=== Exercise materials ===
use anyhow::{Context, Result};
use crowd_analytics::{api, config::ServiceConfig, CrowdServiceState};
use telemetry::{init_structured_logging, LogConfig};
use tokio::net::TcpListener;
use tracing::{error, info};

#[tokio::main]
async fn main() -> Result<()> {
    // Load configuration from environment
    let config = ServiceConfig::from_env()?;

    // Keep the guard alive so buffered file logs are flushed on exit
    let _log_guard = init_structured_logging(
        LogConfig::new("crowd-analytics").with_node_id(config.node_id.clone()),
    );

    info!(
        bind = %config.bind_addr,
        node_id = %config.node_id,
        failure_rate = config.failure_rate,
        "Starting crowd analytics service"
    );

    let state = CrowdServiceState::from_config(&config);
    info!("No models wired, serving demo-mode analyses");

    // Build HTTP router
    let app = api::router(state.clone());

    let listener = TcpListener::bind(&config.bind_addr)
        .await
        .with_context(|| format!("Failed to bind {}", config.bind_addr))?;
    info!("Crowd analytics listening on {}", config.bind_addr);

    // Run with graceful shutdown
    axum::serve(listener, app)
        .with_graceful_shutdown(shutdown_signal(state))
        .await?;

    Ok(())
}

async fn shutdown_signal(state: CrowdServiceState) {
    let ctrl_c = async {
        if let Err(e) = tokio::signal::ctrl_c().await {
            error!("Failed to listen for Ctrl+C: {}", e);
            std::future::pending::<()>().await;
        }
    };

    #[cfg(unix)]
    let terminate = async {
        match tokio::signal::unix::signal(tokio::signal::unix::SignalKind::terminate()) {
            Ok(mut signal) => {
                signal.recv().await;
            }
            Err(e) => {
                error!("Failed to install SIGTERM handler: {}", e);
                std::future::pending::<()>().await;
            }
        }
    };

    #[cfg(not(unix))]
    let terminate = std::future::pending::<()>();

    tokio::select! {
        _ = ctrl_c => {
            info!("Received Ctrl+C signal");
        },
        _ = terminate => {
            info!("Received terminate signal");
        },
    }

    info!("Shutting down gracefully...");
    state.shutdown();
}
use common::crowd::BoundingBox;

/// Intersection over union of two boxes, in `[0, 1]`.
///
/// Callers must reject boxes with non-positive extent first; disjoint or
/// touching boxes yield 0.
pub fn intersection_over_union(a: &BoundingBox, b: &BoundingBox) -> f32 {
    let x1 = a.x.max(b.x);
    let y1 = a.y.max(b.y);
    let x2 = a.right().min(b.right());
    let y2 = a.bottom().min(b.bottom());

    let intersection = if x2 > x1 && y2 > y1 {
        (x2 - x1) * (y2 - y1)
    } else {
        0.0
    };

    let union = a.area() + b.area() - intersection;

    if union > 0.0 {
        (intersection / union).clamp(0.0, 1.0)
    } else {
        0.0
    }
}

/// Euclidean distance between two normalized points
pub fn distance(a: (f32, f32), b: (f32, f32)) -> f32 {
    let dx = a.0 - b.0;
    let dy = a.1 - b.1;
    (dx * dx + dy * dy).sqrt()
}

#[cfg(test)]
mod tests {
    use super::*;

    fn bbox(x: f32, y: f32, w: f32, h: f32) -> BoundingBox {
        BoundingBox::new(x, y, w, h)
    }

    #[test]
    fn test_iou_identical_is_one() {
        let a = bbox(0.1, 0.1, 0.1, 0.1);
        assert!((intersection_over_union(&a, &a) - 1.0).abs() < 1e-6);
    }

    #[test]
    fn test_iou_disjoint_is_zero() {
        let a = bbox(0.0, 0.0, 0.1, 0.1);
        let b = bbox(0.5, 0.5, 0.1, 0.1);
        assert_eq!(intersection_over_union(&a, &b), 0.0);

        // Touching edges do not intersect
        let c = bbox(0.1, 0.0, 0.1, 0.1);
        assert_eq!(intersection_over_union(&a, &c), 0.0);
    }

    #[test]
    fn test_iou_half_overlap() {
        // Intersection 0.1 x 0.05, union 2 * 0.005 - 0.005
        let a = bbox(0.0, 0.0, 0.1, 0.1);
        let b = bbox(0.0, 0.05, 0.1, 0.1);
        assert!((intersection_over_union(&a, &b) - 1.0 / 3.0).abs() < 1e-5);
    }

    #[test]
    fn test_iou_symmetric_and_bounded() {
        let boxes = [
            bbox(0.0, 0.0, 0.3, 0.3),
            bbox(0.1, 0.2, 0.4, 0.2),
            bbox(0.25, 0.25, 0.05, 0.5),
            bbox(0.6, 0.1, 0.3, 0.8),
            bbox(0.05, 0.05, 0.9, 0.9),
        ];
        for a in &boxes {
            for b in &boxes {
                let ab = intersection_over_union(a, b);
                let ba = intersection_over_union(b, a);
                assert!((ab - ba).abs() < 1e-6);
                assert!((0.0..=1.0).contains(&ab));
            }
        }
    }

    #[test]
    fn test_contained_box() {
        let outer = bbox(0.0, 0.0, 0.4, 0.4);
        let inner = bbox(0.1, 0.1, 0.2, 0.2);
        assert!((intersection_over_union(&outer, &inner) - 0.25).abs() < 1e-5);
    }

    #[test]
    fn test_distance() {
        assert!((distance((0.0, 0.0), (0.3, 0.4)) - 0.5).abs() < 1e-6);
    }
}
===
## Task details
Report all lines of the data above that include the string "Received".

## Solution
            info!("Received Ctrl+C signal");
            info!("Received terminate signal");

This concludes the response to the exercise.